React 16 shipped a complete rewrite of the rendering engine called Fiber. The public API is mostly unchanged, but the internal scheduling model is fundamentally different.

The Problem with React 15

React 15's reconciler was synchronous and uninterruptible. Once it started reconciling, it had to finish the entire tree before yielding back to the browser.

On a complex component tree (thousands of nodes), reconciliation could take 50-100ms.
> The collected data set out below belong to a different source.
//! Constants shared by the index implementations and the paged storage.

/// Default page size (16KB) - balances I/O efficiency and memory usage
pub const DEFAULT_PAGE_SIZE: usize = 16384;

/// Smallest page size accepted by the paged storage
pub const MIN_PAGE_SIZE: usize = 512;

/// Default maximum number of entries (or children) per R-tree node
pub const DEFAULT_MAX_NODE_ENTRIES: usize = 64;

/// Default minimum entries before underflow (roughly 40% of max)
pub const DEFAULT_MIN_NODE_ENTRIES: usize = 25;

/// Default cache size in number of pages (16MB with 16KB pages)
pub const DEFAULT_CACHE_PAGES: usize = 1024;

/// Default number of entries a quadtree node holds before subdividing
pub const DEFAULT_QUAD_CAPACITY: usize = 16;

/// Default maximum quadtree depth (root is depth 0)
pub const DEFAULT_QUAD_MAX_DEPTH: u32 = 12;

/// Default target number of entries per grid cell
pub const DEFAULT_ENTRIES_PER_CELL: usize = 32;

/// Magic number for file format identification
pub const MAGIC: u32 = 0x5343_4958; // "SCIX"

/// File format version
pub const VERSION: u32 = 1;

/// Page 0 holds the file header, node pages start at 1
pub const HEADER_PAGE: u64 = 0;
During that time:

  • The browser couldn't respond to user events
  • Animations stuttered
  • Input felt laggy

This is known as "jank" — the main thread was monopolized.

Fiber's Solution

Fiber breaks reconciliation into small units of work (Fiber nodes) that can be paused and resumed:

React 15: [=================== reconcile 100ms ===================] → commit → render
Browser:   [blocked during reconcile, cannot respond to user input]

React 16 Fiber:
  [reconcile 5ms] → [yield to browser] → [reconcile 5ms] → ... → commit → render
Browser:  can handle input/animations during yield gaps

Two Phases

Fiber separates work into two phases:

Phase 1: Reconciliation (async, interruptible)

  • Build the "work in progress" fiber tree
  • Diff old and new trees
  • Collect changes (this is what can be paused/interrupted)
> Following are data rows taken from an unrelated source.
impl<S: IndexStorage> QuadtreeIndex<S> {
    /// Builds a quadtree on `storage`. A storage that already holds a
    /// quadtree over the same bounds is reused as is.
    pub fn with_storage(config: QuadtreeConfig, mut storage: S) -> IndexResult<Self> {
        config.validate()?;
        let root = match storage.meta().root {
            Some(root) => {
                let node = storage.get(root)?.as_quad()?;
                if node.shape != config.bounds {
                    return Err(ConfigError::LayoutMismatch(format!(
                        "storage holds a quadtree over {}, requested {}",
                        node.shape, config.bounds
                    ))
                    .into());
                }
                root
            }
            None => Self::create_root(&mut storage, &config)?,
        };

        Ok(Self {
            config,
            root,
            storage: Arc::new(Mutex::new(storage)),
            iterators: IteratorRegistry::new(),
        })
    }

    fn create_root(storage: &mut S, config: &QuadtreeConfig) -> IndexResult<NodeId> {
        let root = storage.allocate(Node::Quad(QuadNode::new(config.bounds.clone(), 0, None)))?;
        let meta = storage.meta_mut();
        meta.root = Some(root);
        meta.height = 1;
        Ok(root)
    }

    pub fn config(&self) -> &QuadtreeConfig {
        &self.config
    }

    pub fn insert(&mut self, bounds: Region, payload: impl Into<PayloadHandle>) -> IndexResult<()> {
        self.check_dimension(&bounds)?;
        self.iterators.invalidate_all();

        let entry = Entry::new(bounds, payload);
        let mut storage = self.storage.lock();
        let mut current = self.root;
        loop {
            let node = storage.get_mut(current)?.as_quad_mut()?;
            let next = match node.children {
                Some(children) => node.fitting_quadrant(&entry.bounds).map(|q| children[q]),
                None => None,
            };
            match next {
                Some(child) => current = child,
                None => {
                    node.entries.push(entry);
                    let overflow = node.is_leaf()
                        && node.entries.len() > self.config.node_capacity
                        && node.depth < self.config.max_depth;
                    if overflow {
                        self.subdivide(&mut storage, current)?;
                    }
                    break;
                }
            }
        }

        storage.meta_mut().entry_count += 1;
        storage.mutation_complete()?;
        Ok(())
    }

    /// Removes one entry equal to `(bounds, payload)`. Returns false when no
    /// such entry exists.
    pub fn delete(&mut self, bounds: &Region, payload: impl Into<PayloadHandle>) -> IndexResult<bool> {
        self.check_dimension(bounds)?;
        let payload = payload.into();

        let mut storage = self.storage.lock();
        let Some((holder, pos)) = self.locate(&mut storage, bounds, payload)? else {
            return Ok(false);
        };

        self.iterators.invalidate_all();
        let (is_leaf, parent) = {
            let node = storage.get_mut(holder)?.as_quad_mut()?;
            node.entries.remove(pos);
            (node.is_leaf(), node.parent)
        };

        let mut candidate = if is_leaf { parent } else { Some(holder) };
        while let Some(id) = candidate {
            if !self.collapse(&mut storage, id)? {
                break;
            }
            candidate = storage.get(id)?.parent();
        }

        let meta = storage.meta_mut();
        meta.entry_count = meta.entry_count.saturating_sub(1);
        storage.mutation_complete()?;
        Ok(true)
    }

    /// Lazily yields the entries intersecting `window`.
    pub fn query(&self, window: &Region) -> IndexResult<LazyQueryIterator<S>> {
        self.query_with_mode(window, QueryMode::Intersects)
    }

    /// Lazily yields the entries lying entirely inside `window`.
    pub fn query_contained(&self, window: &Region) -> IndexResult<LazyQueryIterator<S>> {
        self.query_with_mode(window, QueryMode::Contained)
    }

    fn query_with_mode(&self, window: &Region, mode: QueryMode) -> IndexResult<LazyQueryIterator<S>> {
        self.check_dimension(window)?;
        Ok(LazyQueryIterator::new(
            Arc::clone(&self.storage),
            Some(self.root),
            window.clone(),
            mode,
            &self.iterators,
            None,
        ))
    }

    pub fn visit<V: NodeVisitor + ?Sized>(&mut self, visitor: &mut V) -> IndexResult<VisitSummary> {
        if !visitor.is_data_visitor() {
            self.iterators.invalidate_all();
        }
        let mut storage = self.storage.lock();
        let summary = visitor::visit(&mut *storage, self.root, visitor)?;
        if summary.nodes_modified > 0 {
            storage.mutation_complete()?;
        }
        Ok(summary)
    }

    /// Drops every entry and node, leaving an empty root.
    pub fn clear(&mut self) -> IndexResult<()> {
        self.iterators.invalidate_all();
        let mut storage = self.storage.lock();
        storage.reset()?;
        self.root = Self::create_root(&mut storage, &self.config)?;
        storage.mutation_complete()?;
        Ok(())
    }

    pub fn flush(&mut self) -> IndexResult<()> {
        Ok(self.storage.lock().flush()?)
    }

    pub fn close(mut self) -> IndexResult<()> {
        self.iterators.invalidate_all();
        self.flush()
    }

    pub fn len(&self) -> u64 {
        self.storage.lock().meta().entry_count
    }

    pub fn is_empty(&self) -> bool {
        self.len() == 0
    }

    /// Depth of the deepest node; 0 while the root is a leaf.
    pub fn depth(&self) -> IndexResult<u32> {
        let mut probe = DepthProbe { deepest: 0 };
        visitor::visit(&mut *self.storage.lock(), self.root, &mut probe)?;
        Ok(probe.deepest)
    }

    pub fn root_id(&self) -> NodeId {
        self.root
    }

    pub fn node(&self, id: NodeId) -> IndexResult<Node> {
        Ok(self.storage.lock().get(id)?.clone())
    }

    pub fn stats(&self) -> StorageStats {
        self.storage.lock().stats()
    }

    pub fn live_iterators(&self) -> usize {
        self.iterators.live_count()
    }

    fn check_dimension(&self, region: &Region) -> IndexResult<()> {
        if region.dimension() != 2 {
            return Err(IndexError::DimensionMismatch {
                expected: 2,
                actual: region.dimension(),
            });
        }
        Ok(())
    }

    /// Creates the four children of leaf `id` and pushes its entries down.
    /// A child that receives too many entries is subdivided in turn.
    fn subdivide(&self, storage: &mut S, id: NodeId) -> IndexResult<()> {
        let mut pending = vec![id];
        while let Some(id) = pending.pop() {
            let (depth, quadrants, entries) = {
                let node = storage.get_mut(id)?.as_quad_mut()?;
                let quadrants: Vec<Region> = (0..4).map(|i| node.quadrant(i)).collect();
                (node.depth, quadrants, std::mem::take(&mut node.entries))
            };

            let mut kept = Vec::new();
            let mut buckets: [Vec<Entry>; 4] = Default::default();
            for entry in entries {
                match quadrants.iter().position(|q| q.contains(&entry.bounds)) {
                    Some(q) => buckets[q].push(entry),
                    None => kept.push(entry),
                }
            }

            let mut children = [0; 4];
            for (q, (shape, bucket)) in quadrants.into_iter().zip(buckets).enumerate() {
                let overflow = bucket.len() > self.config.node_capacity && depth + 1 < self.config.max_depth;
                let mut child = QuadNode::new(shape, depth + 1, Some(id));
                child.entries = bucket;
                children[q] = storage.allocate(Node::Quad(child))?;
                if overflow {
                    pending.push(children[q]);
                }
            }

            let node = storage.get_mut(id)?.as_quad_mut()?;
            node.entries = kept;
            node.children = Some(children);
            log::trace!("subdivided quad node {} at depth {}", id, depth);
        }
        Ok(())
    }

    /// Follows the fitting-quadrant path of `bounds`, which is the only path
    /// an entry with those bounds can have been stored on.
    fn locate(
        &self,
        storage: &mut S,
        bounds: &Region,
        payload: PayloadHandle,
    ) -> IndexResult<Option<(NodeId, usize)>> {
        let mut current = self.root;
        loop {
            let node = storage.get(current)?.as_quad()?;
            if let Some(pos) = node.entries.iter().position(|e| e.matches(bounds, payload)) {
                return Ok(Some((current, pos)));
            }
            match node.children {
                Some(children) => match node.fitting_quadrant(bounds) {
                    Some(q) => current = children[q],
                    None => return Ok(None),
                },
                None => return Ok(None),
            }
        }
    }

    /// Merges the four children of `id` back into it when all of them are
    /// leaves and everything fits within the node capacity.
    fn collapse(&self, storage: &mut S, id: NodeId) -> IndexResult<bool> {
        let (children, mut total) = {
            let node = storage.get(id)?.as_quad()?;
            match node.children {
                Some(children) => (children, node.entries.len()),
                None => return Ok(false),
            }
        };
        for child in children {
            let child = storage.get(child)?.as_quad()?;
            if !child.is_leaf() {
                return Ok(false);
            }
            total += child.entries.len();
        }
        if total > self.config.node_capacity {
            return Ok(false);
        }

        let mut absorbed = Vec::with_capacity(total);
        for child in children {
            absorbed.append(&mut storage.get_mut(child)?.as_quad_mut()?.entries);
            storage.release(child)?;
        }
        let node = storage.get_mut(id)?.as_quad_mut()?;
        node.entries.append(&mut absorbed);
        node.children = None;
        log::trace!("collapsed quad node {}", id);
        Ok(true)
    }
}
Phase 2: Commit (sync, uninterruptible)

  • Apply all DOM mutations at once
  • Run layout effects, ref updates
  • Must be synchronous so the user never sees a partial state

Because Phase 1 can be interrupted, lifecycle methods called during Phase 1 may run multiple times. This is why componentWillMount, componentWillReceiveProps, and componentWillUpdate are deprecated — they're called in Phase 1 and were being misused with side effects.

Fiber Node Structure

The fiber tree uses a singly-linked list structure:

javascript
// Simplified Fiber node
{
  type: 'div',          // component type
  stateNode: domNode,   // actual DOM node
  child: fiberNode,     // first child
  sibling: fiberNode,   // next sibling
  return: fiberNode,    // parent
  effectTag: 'UPDATE',  // what needs to happen (UPDATE/INSERT/DELETE)
  alternate: fiberNode, // pointer to the corresponding fiber in the other tree
}

The linked list structure allows traversal to be interrupted and resumed — you just save a pointer to where you stopped.

Priority Scheduling

Fiber introduces a priority system for updates:

  • Synchronous: must happen now (user input)
  • Task: current event loop
  • Animation: next frame
  • High: soon
  • Low: can be delayed
  • Offscreen: do when nothing else is pending

High-priority updates (like typing) can interrupt low-priority updates (like a large data re-render) and be applied first.

What Fiber Enables

React 16 shipped these features as a result of the Fiber rewrite:

  • Error Boundaries — componentDidCatch
  • Fragments — return arrays from render
  • Portals — render outside parent DOM node
  • createPortal
  • Improved SSR performance

The bigger features (Concurrent Mode, Suspense) were reserved for future releases but only became possible because of Fiber.